▸ **EXERCISE AIM**: A word-for-word transcription of the data below is required.
------ DATA FOR ANALYSIS ------
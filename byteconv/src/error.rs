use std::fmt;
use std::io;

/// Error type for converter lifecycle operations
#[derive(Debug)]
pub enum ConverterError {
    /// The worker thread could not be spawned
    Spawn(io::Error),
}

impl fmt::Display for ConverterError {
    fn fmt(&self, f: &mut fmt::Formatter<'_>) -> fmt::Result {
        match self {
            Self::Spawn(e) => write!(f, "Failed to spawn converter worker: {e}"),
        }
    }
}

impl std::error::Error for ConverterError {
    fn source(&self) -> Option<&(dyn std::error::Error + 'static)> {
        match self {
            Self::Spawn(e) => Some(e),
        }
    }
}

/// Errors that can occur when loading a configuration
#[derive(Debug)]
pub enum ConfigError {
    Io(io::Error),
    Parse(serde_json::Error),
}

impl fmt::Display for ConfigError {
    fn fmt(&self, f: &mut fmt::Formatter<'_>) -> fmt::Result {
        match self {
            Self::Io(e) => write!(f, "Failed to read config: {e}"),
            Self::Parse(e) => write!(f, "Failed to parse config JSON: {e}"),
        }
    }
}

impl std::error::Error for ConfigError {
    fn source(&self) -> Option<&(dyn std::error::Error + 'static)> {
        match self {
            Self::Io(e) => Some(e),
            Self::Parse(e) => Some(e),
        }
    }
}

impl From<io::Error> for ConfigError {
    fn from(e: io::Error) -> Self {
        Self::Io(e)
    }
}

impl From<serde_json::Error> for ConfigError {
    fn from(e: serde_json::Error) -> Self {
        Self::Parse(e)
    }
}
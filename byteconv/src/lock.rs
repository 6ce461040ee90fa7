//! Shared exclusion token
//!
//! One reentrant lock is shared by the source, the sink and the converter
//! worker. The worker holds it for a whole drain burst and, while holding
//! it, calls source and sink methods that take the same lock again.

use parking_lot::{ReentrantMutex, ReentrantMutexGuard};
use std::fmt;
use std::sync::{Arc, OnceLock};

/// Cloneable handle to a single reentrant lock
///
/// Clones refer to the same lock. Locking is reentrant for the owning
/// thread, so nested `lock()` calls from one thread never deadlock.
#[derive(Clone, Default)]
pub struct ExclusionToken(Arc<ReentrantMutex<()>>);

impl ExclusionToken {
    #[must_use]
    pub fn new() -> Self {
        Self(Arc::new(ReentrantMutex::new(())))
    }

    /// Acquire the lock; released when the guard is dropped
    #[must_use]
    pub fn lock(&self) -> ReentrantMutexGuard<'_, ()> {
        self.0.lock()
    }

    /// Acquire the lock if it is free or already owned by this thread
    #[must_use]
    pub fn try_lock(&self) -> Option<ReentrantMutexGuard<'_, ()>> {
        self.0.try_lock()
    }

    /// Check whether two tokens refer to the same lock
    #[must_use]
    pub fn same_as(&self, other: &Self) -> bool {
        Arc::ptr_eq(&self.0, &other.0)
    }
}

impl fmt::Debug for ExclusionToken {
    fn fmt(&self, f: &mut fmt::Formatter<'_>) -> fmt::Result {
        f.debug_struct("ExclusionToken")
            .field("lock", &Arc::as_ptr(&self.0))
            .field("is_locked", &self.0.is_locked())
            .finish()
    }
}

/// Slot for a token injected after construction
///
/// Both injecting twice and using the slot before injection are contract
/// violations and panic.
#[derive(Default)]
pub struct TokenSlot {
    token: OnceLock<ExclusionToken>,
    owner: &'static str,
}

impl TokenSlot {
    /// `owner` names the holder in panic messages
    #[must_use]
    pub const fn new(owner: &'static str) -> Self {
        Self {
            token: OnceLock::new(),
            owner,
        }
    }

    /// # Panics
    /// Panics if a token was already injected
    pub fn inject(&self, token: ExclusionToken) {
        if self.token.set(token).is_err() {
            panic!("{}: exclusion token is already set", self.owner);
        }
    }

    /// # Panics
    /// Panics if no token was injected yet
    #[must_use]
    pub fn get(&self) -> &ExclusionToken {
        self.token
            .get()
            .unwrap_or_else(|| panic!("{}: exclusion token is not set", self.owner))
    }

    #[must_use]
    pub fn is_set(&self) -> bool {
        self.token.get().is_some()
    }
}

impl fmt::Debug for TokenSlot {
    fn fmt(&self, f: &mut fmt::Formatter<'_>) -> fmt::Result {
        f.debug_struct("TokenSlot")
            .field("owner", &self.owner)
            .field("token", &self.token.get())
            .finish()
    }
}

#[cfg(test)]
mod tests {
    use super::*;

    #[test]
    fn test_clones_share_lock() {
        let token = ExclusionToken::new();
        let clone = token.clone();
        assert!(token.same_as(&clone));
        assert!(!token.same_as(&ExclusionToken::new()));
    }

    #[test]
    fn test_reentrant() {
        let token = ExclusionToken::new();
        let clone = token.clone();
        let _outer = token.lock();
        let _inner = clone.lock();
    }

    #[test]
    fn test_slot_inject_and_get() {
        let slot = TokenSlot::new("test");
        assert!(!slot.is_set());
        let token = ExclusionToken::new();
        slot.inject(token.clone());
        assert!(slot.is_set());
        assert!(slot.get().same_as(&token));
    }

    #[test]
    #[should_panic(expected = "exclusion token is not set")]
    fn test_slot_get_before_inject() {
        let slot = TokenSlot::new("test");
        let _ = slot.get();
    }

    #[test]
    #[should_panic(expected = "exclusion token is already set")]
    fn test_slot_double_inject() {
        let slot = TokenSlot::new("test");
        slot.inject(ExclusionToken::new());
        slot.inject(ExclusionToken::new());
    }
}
------
▸ **COMPLETED EXERCISE**:
filename byteconv/src/error.rs
use std::fmt;
use std::io;

/// Error type for converter lifecycle operations
#[derive(Debug)]
pub enum ConverterError {
    /// The worker thread could not be spawned
    Spawn(io::Error),
}

impl fmt::Display for ConverterError {
    fn fmt(&self, f: &mut fmt::Formatter<'_>) -> fmt::Result {
        match self {
            Self::Spawn(e) => write!(f, "Failed to spawn converter worker: {e}"),
        }
    }
}

impl std::error::Error for ConverterError {
    fn source(&self) -> Option<&(dyn std::error::Error + 'static)> {
        match self {
            Self::Spawn(e) => Some(e),
        }
    }
}

/// Errors that can occur when loading a configuration
#[derive(Debug)]
pub enum ConfigError {
    Io(io::Error),
    Parse(serde_json::Error),
}

impl fmt::Display for ConfigError {
    fn fmt(&self, f: &mut fmt::Formatter<'_>) -> fmt::Result {
        match self {
            Self::Io(e) => write!(f, "Failed to read config: {e}"),
            Self::Parse(e) => write!(f, "Failed to parse config JSON: {e}"),
        }
    }
}

impl std::error::Error for ConfigError {
    fn source(&self) -> Option<&(dyn std::error::Error + 'static)> {
        match self {
            Self::Io(e) => Some(e),
            Self::Parse(e) => Some(e),
        }
    }
}

impl From<io::Error> for ConfigError {
    fn from(e: io::Error) -> Self {
        Self::Io(e)
    }
}

impl From<serde_json::Error> for ConfigError {
    fn from(e: serde_json::Error) -> Self {
        Self::Parse(e)
    }
}
filename byteconv/src/lock.rs
repository 6ce461040ee90fa7
//! Shared exclusion token
//!
//! One reentrant lock is shared by the source, the sink and the converter
//! worker. The worker holds it for a whole drain burst and, while holding
//! it, calls source and sink methods that take the same lock again.

use parking_lot::{ReentrantMutex, ReentrantMutexGuard};
use std::fmt;
use std::sync::{Arc, OnceLock};

/// Cloneable handle to a single reentrant lock
///
/// Clones refer to the same lock. Locking is reentrant for the owning
/// thread, so nested `lock()` calls from one thread never deadlock.
#[derive(Clone, Default)]
pub struct ExclusionToken(Arc<ReentrantMutex<()>>);

impl ExclusionToken {
    #[must_use]
    pub fn new() -> Self {
        Self(Arc::new(ReentrantMutex::new(())))
    }

    /// Acquire the lock; released when the guard is dropped
    #[must_use]
    pub fn lock(&self) -> ReentrantMutexGuard<'_, ()> {
        self.0.lock()
    }

    /// Acquire the lock if it is free or already owned by this thread
    #[must_use]
    pub fn try_lock(&self) -> Option<ReentrantMutexGuard<'_, ()>> {
        self.0.try_lock()
    }

    /// Check whether two tokens refer to the same lock
    #[must_use]
    pub fn same_as(&self, other: &Self) -> bool {
        Arc::ptr_eq(&self.0, &other.0)
    }
}

impl fmt::Debug for ExclusionToken {
    fn fmt(&self, f: &mut fmt::Formatter<'_>) -> fmt::Result {
        f.debug_struct("ExclusionToken")
            .field("lock", &Arc::as_ptr(&self.0))
            .field("is_locked", &self.0.is_locked())
            .finish()
    }
}

/// Slot for a token injected after construction
///
/// Both injecting twice and using the slot before injection are contract
/// violations and panic.
#[derive(Default)]
pub struct TokenSlot {
    token: OnceLock<ExclusionToken>,
    owner: &'static str,
}

impl TokenSlot {
    /// `owner` names the holder in panic messages
    #[must_use]
    pub const fn new(owner: &'static str) -> Self {
        Self {
            token: OnceLock::new(),
            owner,
        }
    }

    /// # Panics
    /// Panics if a token was already injected
    pub fn inject(&self, token: ExclusionToken) {
        if self.token.set(token).is_err() {
            panic!("{}: exclusion token is already set", self.owner);
        }
    }

    /// # Panics
    /// Panics if no token was injected yet
    #[must_use]
    pub fn get(&self) -> &ExclusionToken {
        self.token
            .get()
            .unwrap_or_else(|| panic!("{}: exclusion token is not set", self.owner))
    }

    #[must_use]
    pub fn is_set(&self) -> bool {
        self.token.get().is_some()
    }
}

impl fmt::Debug for TokenSlot {
    fn fmt(&self, f: &mut fmt::Formatter<'_>) -> fmt::Result {
        f.debug_struct("TokenSlot")
            .field("owner", &self.owner)
            .field("token", &self.token.get())
            .finish()
    }
}

#[cfg(test)]
mod tests {
    use super::*;

    #[test]
    fn test_clones_share_lock() {
        let token = ExclusionToken::new();
        let clone = token.clone();
        assert!(token.same_as(&clone));
        assert!(!token.same_as(&ExclusionToken::new()));
    }

    #[test]
    fn test_reentrant() {
        let token = ExclusionToken::new();
        let clone = token.clone();
        let _outer = token.lock();
        let _inner = clone.lock();
    }

    #[test]
    fn test_slot_inject_and_get() {
        let slot = TokenSlot::new("test");
        assert!(!slot.is_set());
        let token = ExclusionToken::new();
        slot.inject(token.clone());
        assert!(slot.is_set());
        assert!(slot.get().same_as(&token));
    }

    #[test]
    #[should_panic(expected = "exclusion token is not set")]
    fn test_slot_get_before_inject() {
        let slot = TokenSlot::new("test");
        let _ = slot.get();
    }

    #[test]
    #[should_panic(expected = "exclusion token is already set")]
    fn test_slot_double_inject() {
        let slot = TokenSlot::new("test");
        slot.inject(ExclusionToken::new());
        slot.inject(ExclusionToken::new());
    }
}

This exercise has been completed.